[Data extracted from a collection]
//! Schema migrations for the blog database.
//!
//! The web server applies these on startup; the `migration` binary exposes
//! the usual `up`, `down`, `status` and `fresh` commands.

pub use sea_orm_migration::prelude::*;

mod m20201201_000001_create_user;
mod m20201201_000002_create_post;
mod m20201207_000003_add_user_admin;

pub struct Migrator;

#[async_trait::async_trait]
impl MigratorTrait for Migrator {
    fn migrations() -> Vec<Box<dyn MigrationTrait>> {
        vec![
            Box::new(m20201201_000001_create_user::Migration),
            Box::new(m20201201_000002_create_post::Migration),
            Box::new(m20201207_000003_add_user_admin::Migration),
        ]
    }
}
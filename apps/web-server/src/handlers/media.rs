use actix_web::{HttpResponse, http::header, web};

use quill_core::ports::MediaError;

use crate::middleware::{AppError, AppResult};
use crate::state::AppState;

/// GET /media/profile_pics/{name}
pub async fn profile_picture(
    state: web::Data<AppState>,
    name: web::Path<String>,
) -> AppResult<HttpResponse> {
    let name = name.into_inner();
    let bytes = state.images.load(&name).await.map_err(|e| match e {
        MediaError::NotFound => AppError::NotFound(name.clone()),
        other => AppError::Internal(other.to_string()),
    })?;

    let content_type = if name.to_ascii_lowercase().ends_with(".png") {
        "image/png"
    } else {
        "image/jpeg"
    };
    Ok(HttpResponse::Ok()
        .content_type(content_type)
        .insert_header((header::CACHE_CONTROL, "public, max-age=3600"))
        .body(bytes))
}
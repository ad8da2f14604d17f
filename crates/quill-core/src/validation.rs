//! Form validation as a structured result set.
//!
//! Static per-field rules are declared with `validator` derives on the input
//! types; checks that need the database (uniqueness) add to the same
//! [`FieldErrors`] so a form can show everything at once.

use std::collections::BTreeMap;
use std::fmt;

use once_cell::sync::Lazy;
use regex::Regex;
use serde::Serialize;
use validator::Validate;

pub static USERNAME_RE: Lazy<Regex> =
    Lazy::new(|| Regex::new(r"^[A-Za-z][A-Za-z0-9_.]*$").expect("username pattern is valid"));

/// Field name to the messages that field failed with.
#[derive(Debug, Clone, Default, PartialEq, Eq, Serialize)]
#[serde(transparent)]
pub struct FieldErrors(BTreeMap<String, Vec<String>>);

impl FieldErrors {
    pub fn new() -> Self {
        Self::default()
    }

    pub fn add(&mut self, field: &str, message: impl Into<String>) {
        self.0.entry(field.to_string()).or_default().push(message.into());
    }

    pub fn is_empty(&self) -> bool {
        self.0.is_empty()
    }

    pub fn contains(&self, field: &str) -> bool {
        self.0.contains_key(field)
    }

    pub fn messages(&self, field: &str) -> &[String] {
        self.0.get(field).map(Vec::as_slice).unwrap_or_default()
    }

    pub fn merge(&mut self, other: FieldErrors) {
        for (field, messages) in other.0 {
            self.0.entry(field).or_default().extend(messages);
        }
    }

    /// `Ok(())` when nothing was recorded.
    pub fn into_result(self) -> Result<(), FieldErrors> {
        if self.is_empty() { Ok(()) } else { Err(self) }
    }
}

impl fmt::Display for FieldErrors {
    fn fmt(&self, f: &mut fmt::Formatter<'_>) -> fmt::Result {
        let fields: Vec<&str> = self.0.keys().map(String::as_str).collect();
        write!(f, "invalid fields: {}", fields.join(", "))
    }
}

impl From<validator::ValidationErrors> for FieldErrors {
    fn from(errors: validator::ValidationErrors) -> Self {
        let mut out = FieldErrors::new();
        for (field, failures) in errors.field_errors() {
            for failure in failures.iter() {
                let message = failure
                    .message
                    .as_ref()
                    .map(|m| m.to_string())
                    .unwrap_or_else(|| format!("Invalid value ({})", failure.code));
                out.add(&field, message);
            }
        }
        out
    }
}

/// Run the declarative rules of `input`.
pub fn check<T: Validate>(input: &T) -> Result<(), FieldErrors> {
    input.validate().map_err(FieldErrors::from)
}

/// Optional free-text field: blank input means "not provided".
pub fn non_blank(value: Option<String>) -> Option<String> {
    value.map(|v| v.trim().to_string()).filter(|v| !v.is_empty())
}
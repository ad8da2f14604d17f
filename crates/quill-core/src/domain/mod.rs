//! Domain entities - the core business objects.

mod page;
mod post;
mod user;

pub use page::{Page, PageRequest};
pub use post::{Author, AuthoredPost, Post};
pub use user::{DEFAULT_IMAGE_FILE, User, masked_email};
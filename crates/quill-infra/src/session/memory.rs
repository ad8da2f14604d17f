//! In-memory session store - used when Redis is not configured or unreachable.

use std::collections::HashMap;
use std::time::{Duration, Instant};

use async_trait::async_trait;
use tokio::sync::RwLock;

use quill_core::ports::{SessionError, SessionRecord, SessionStore};

struct Entry {
    record: SessionRecord,
    expires_at: Instant,
}

/// Sessions in a process-local map.
///
/// Sessions are lost on restart and are not shared between processes.
pub struct InMemorySessionStore {
    sessions: RwLock<HashMap<String, Entry>>,
}

impl InMemorySessionStore {
    pub fn new() -> Self {
        Self {
            sessions: RwLock::new(HashMap::new()),
        }
    }

    /// Drop every expired entry.
    pub async fn purge_expired(&self) -> usize {
        let now = Instant::now();
        let mut sessions = self.sessions.write().await;
        let before = sessions.len();
        sessions.retain(|_, entry| entry.expires_at > now);
        before - sessions.len()
    }
}

impl Default for InMemorySessionStore {
    fn default() -> Self {
        Self::new()
    }
}

#[async_trait]
impl SessionStore for InMemorySessionStore {
    async fn load(&self, session_id: &str) -> Result<Option<SessionRecord>, SessionError> {
        let sessions = self.sessions.read().await;
        let Some(entry) = sessions.get(session_id) else {
            return Ok(None);
        };

        if entry.expires_at <= Instant::now() {
            drop(sessions);
            self.sessions.write().await.remove(session_id);
            return Ok(None);
        }

        Ok(Some(entry.record.clone()))
    }

    async fn save(
        &self,
        session_id: &str,
        record: &SessionRecord,
        ttl: Duration,
    ) -> Result<(), SessionError> {
        self.sessions.write().await.insert(
            session_id.to_string(),
            Entry {
                record: record.clone(),
                expires_at: Instant::now() + ttl,
            },
        );
        Ok(())
    }

    async fn destroy(&self, session_id: &str) -> Result<(), SessionError> {
        self.sessions.write().await.remove(session_id);
        Ok(())
    }
}

#[cfg(test)]
mod tests {
    use super::*;
    use uuid::Uuid;

    #[tokio::test]
    async fn save_load_destroy() {
        let store = InMemorySessionStore::new();
        let record = SessionRecord {
            user_id: Some(Uuid::new_v4()),
            remember: true,
            ..Default::default()
        };

        store.save("s1", &record, Duration::from_secs(60)).await.unwrap();
        assert_eq!(store.load("s1").await.unwrap(), Some(record));

        store.destroy("s1").await.unwrap();
        assert_eq!(store.load("s1").await.unwrap(), None);
        store.destroy("never-existed").await.unwrap();
    }

    #[tokio::test]
    async fn expired_sessions_are_gone() {
        let store = InMemorySessionStore::new();
        store
            .save("s1", &SessionRecord::default(), Duration::from_millis(10))
            .await
            .unwrap();
        store
            .save("s2", &SessionRecord::default(), Duration::from_secs(60))
            .await
            .unwrap();
        tokio::time::sleep(Duration::from_millis(30)).await;

        assert_eq!(store.purge_expired().await, 1);
        assert_eq!(store.load("s1").await.unwrap(), None);
        assert!(store.load("s2").await.unwrap().is_some());
    }
}
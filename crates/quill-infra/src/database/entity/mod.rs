//! SeaORM entities and their conversions to domain types.

pub mod post;
pub mod user;
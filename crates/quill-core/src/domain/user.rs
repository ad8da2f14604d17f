use chrono::{DateTime, Utc};
use serde::{Deserialize, Serialize};
use uuid::Uuid;

/// Profile picture every account starts with.
pub const DEFAULT_IMAGE_FILE: &str = "default.jpg";

/// User entity - a registered account, possibly an administrator.
#[derive(Debug, Clone, Serialize, Deserialize)]
pub struct User {
    pub id: Uuid,
    pub username: String,
    pub email: String,
    pub password_hash: String,
    pub image_file: String,
    pub about_me: Option<String>,
    pub last_seen: DateTime<Utc>,
    pub admin: bool,
    pub created_at: DateTime<Utc>,
}

impl User {
    /// Create a new, non-admin user with generated ID and timestamps.
    pub fn new(username: String, email: String, password_hash: String) -> Self {
        let now = Utc::now();
        Self {
            id: Uuid::new_v4(),
            username,
            email,
            password_hash,
            image_file: DEFAULT_IMAGE_FILE.to_string(),
            about_me: None,
            last_seen: now,
            admin: false,
            created_at: now,
        }
    }

    pub fn is_admin(&self) -> bool {
        self.admin
    }
}

/// Mask an email address for logging to avoid PII in logs.
pub fn masked_email(email: &str) -> String {
    match email.split_once('@') {
        Some((local, domain)) => {
            let mut chars = local.chars();
            match (chars.next(), chars.next()) {
                (Some(first), Some(_)) => format!("{first}***@{domain}"),
                _ => format!("***@{domain}"),
            }
        }
        None => "***".to_string(),
    }
}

- _Problem_:
Copy nothing beyond the line containing "#[derive(Debug, Clone, Default, PartialEq, Eq, Serialize)]". Transcribe exactly from the first line of the entries down to that line, inclusive.

- _Exercise answer_:
//! Schema migrations for the blog database.
//!
//! The web server applies these on startup; the `migration` binary exposes
//! the usual `up`, `down`, `status` and `fresh` commands.

pub use sea_orm_migration::prelude::*;

mod m20201201_000001_create_user;
mod m20201201_000002_create_post;
mod m20201207_000003_add_user_admin;

pub struct Migrator;

#[async_trait::async_trait]
impl MigratorTrait for Migrator {
    fn migrations() -> Vec<Box<dyn MigrationTrait>> {
        vec![
            Box::new(m20201201_000001_create_user::Migration),
            Box::new(m20201201_000002_create_post::Migration),
            Box::new(m20201207_000003_add_user_admin::Migration),
        ]
    }
}
filename apps/web-server/src/handlers/media.rs
use actix_web::{HttpResponse, http::header, web};

use quill_core::ports::MediaError;

use crate::middleware::{AppError, AppResult};
use crate::state::AppState;

/// GET /media/profile_pics/{name}
pub async fn profile_picture(
    state: web::Data<AppState>,
    name: web::Path<String>,
) -> AppResult<HttpResponse> {
    let name = name.into_inner();
    let bytes = state.images.load(&name).await.map_err(|e| match e {
        MediaError::NotFound => AppError::NotFound(name.clone()),
        other => AppError::Internal(other.to_string()),
    })?;

    let content_type = if name.to_ascii_lowercase().ends_with(".png") {
        "image/png"
    } else {
        "image/jpeg"
    };
    Ok(HttpResponse::Ok()
        .content_type(content_type)
        .insert_header((header::CACHE_CONTROL, "public, max-age=3600"))
        .body(bytes))
}
repository ad8da2f14604d17f
filename crates/quill-core/src/validation.rs
//! Form validation as a structured result set.
//!
//! Static per-field rules are declared with `validator` derives on the input
//! types; checks that need the database (uniqueness) add to the same
//! [`FieldErrors`] so a form can show everything at once.

use std::collections::BTreeMap;
use std::fmt;

use once_cell::sync::Lazy;
use regex::Regex;
use serde::Serialize;
use validator::Validate;

pub static USERNAME_RE: Lazy<Regex> =
    Lazy::new(|| Regex::new(r"^[A-Za-z][A-Za-z0-9_.]*$").expect("username pattern is valid"));

/// Field name to the messages that field failed with.
#[derive(Debug, Clone, Default, PartialEq, Eq, Serialize)]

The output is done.